AZREIA would be a great place to find cash buyers. Always a good number in the room at the monthly meeting. Next meeting will be Tuesday, March 14th at the Tucson Area Association of Realtors building.
Post: Re-new member in Tucson, AZ

- Investor
- Tucson, AZ
- Posts 208
- Votes 235
Welcome! I would highly recommend connecting with our local Real Estate Investors group - AZREIA. Great group and excellent opportunity for networking.
Post: How to combine a wrap around mortgage and lease-option

- Investor
- Tucson, AZ
- Posts 208
- Votes 235
I agree with @Tom Gimer- The best way to help would be to make a fair offer on the property and discuss all options. If you buy the property, you should be very clear that it's not for him to "save" or "buy back" the house later. I have purchased many pre-foreclosure homes and the one rule is they MUST understand they cannot keep the house or have any hope of buying it back later. You could have some very nasty repercussions if you give the impression that you could save the property read some of those articles Tom mentions above - scary stuff. You can best help by helping this person move on to the next chapter of their life with some cash and hopefully not having a foreclosure on their record.
Post: Rental property creative finance - PLEASE HELP :)

- Investor
- Tucson, AZ
- Posts 208
- Votes 235
@Kammarie Davis - The subject to option is by far and away the best option here (for you) and it will be up to your friend to decide if it's best option for her. That 3.5% loan is the real value here. If you do the math on taking over the current loan vs. getting new financing it will be a night and day kind of difference: $534.36 is the payment at 3.5% (119k, 30 years) vs. $791.71 (119k 30 years @ 7%).
As far as the drawbacks and issues with a sub-2 type transaction there are some great posts on bigger pockets that go into far more detail - here's one: https://www.biggerpockets.com/...
Another issue is the real estate agent. Many brokerages will not allow there agents to do these types of transactions. The fact is, there is a lot that can go wrong and the agent/brokerage has liability.
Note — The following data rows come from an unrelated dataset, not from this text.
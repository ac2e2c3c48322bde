//! Schema command implementation.
//!
//! The `providerkit schema` command prints the JSON schema of the
//! declarative provider file read by `--json`.

use serde_json::{json, Value};

use crate::error::Result;
use crate::ui::UserInterface;

use super::dispatcher::{Command, CommandResult};

/// JSON schema of a provider records file.
pub fn records_schema() -> Value {
    json!({
        "$schema": "http://json-schema.org/draft-07/schema#",
        "title": "providerkit providers",
        "description": "Providers to instantiate, in order. Later entries with the same name replace earlier ones.",
        "type": "array",
        "items": {
            "type": "object",
            "required": ["class"],
            "properties": {
                "class": {
                    "type": "string",
                    "description": "Qualified type name, `unit::path::TypeName`",
                    "pattern": "^[A-Za-z_][A-Za-z0-9_]*(::[A-Za-z_][A-Za-z0-9_]*)+$"
                },
                "config": {
                    "type": "object",
                    "description": "Configuration values, filtered to the provider's config keys",
                    "additionalProperties": true
                },
                "kwargs": {
                    "type": "object",
                    "description": "Field overrides (name, display_name, description, urls) and extra attributes",
                    "properties": {
                        "name": {"type": "string", "minLength": 1},
                        "display_name": {"type": "string", "minLength": 1},
                        "description": {"type": "string"},
                        "documentation_url": {"type": "string"},
                        "site_url": {"type": "string"},
                        "status_url": {"type": "string"},
                        "provider_can_be_used": {"type": "boolean"}
                    },
                    "additionalProperties": true
                }
            }
        }
    })
}

/// The schema command implementation.
#[derive(Debug, Default)]
pub struct SchemaCommand;

impl SchemaCommand {
    pub fn new() -> Self {
        Self
    }
}

impl Command for SchemaCommand {
    fn execute(&self, ui: &mut dyn UserInterface) -> Result<CommandResult> {
        let schema = serde_json::to_string_pretty(&records_schema())
            .map_err(|e| anyhow::anyhow!("Failed to render schema: {}", e))?;
        ui.output(&schema);
        Ok(CommandResult::success())
    }
}

#[cfg(test)]
mod tests {
    use super::*;
    use crate::loader::ProviderRecord;
    use crate::ui::MockUI;

    #[test]
    fn prints_schema() {
        let mut ui = MockUI::new();
        let result = SchemaCommand::new().execute(&mut ui).unwrap();
        assert!(result.success);

        let schema: Value = serde_json::from_str(&ui.outputs()[0]).unwrap();
        assert_eq!(schema["type"], "array");
        assert_eq!(schema["items"]["required"], json!(["class"]));
    }

    #[test]
    fn schema_properties_match_records() {
        let record = serde_json::to_value(ProviderRecord::new("a::B")).unwrap();
        let schema = records_schema();
        for key in record.as_object().unwrap().keys() {
            assert!(
                schema["items"]["properties"].get(key).is_some(),
                "schema lacks {}",
                key
            );
        }
    }
}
The sub-2 option still may be the best option for your friend as it seems like the house is not selling (as you mentioned it's been vacant for 4 months; and is likely a foreclosure risk).
Best advice - learn as much as you can about subject to transactions (both good and bad) and then have a good open conversation with your friend and you can both make an informed decision together.
Post: How do you structure seller financing?

- Investor
- Tucson, AZ
- Posts 208
- Votes 235
I just have one thought to add. Don't structure deals with balloon payments if you're the buyer. Why put yourself into a precarious position like? None of us have a crystal ball and know what rates will do in 1, 3, or 5 years.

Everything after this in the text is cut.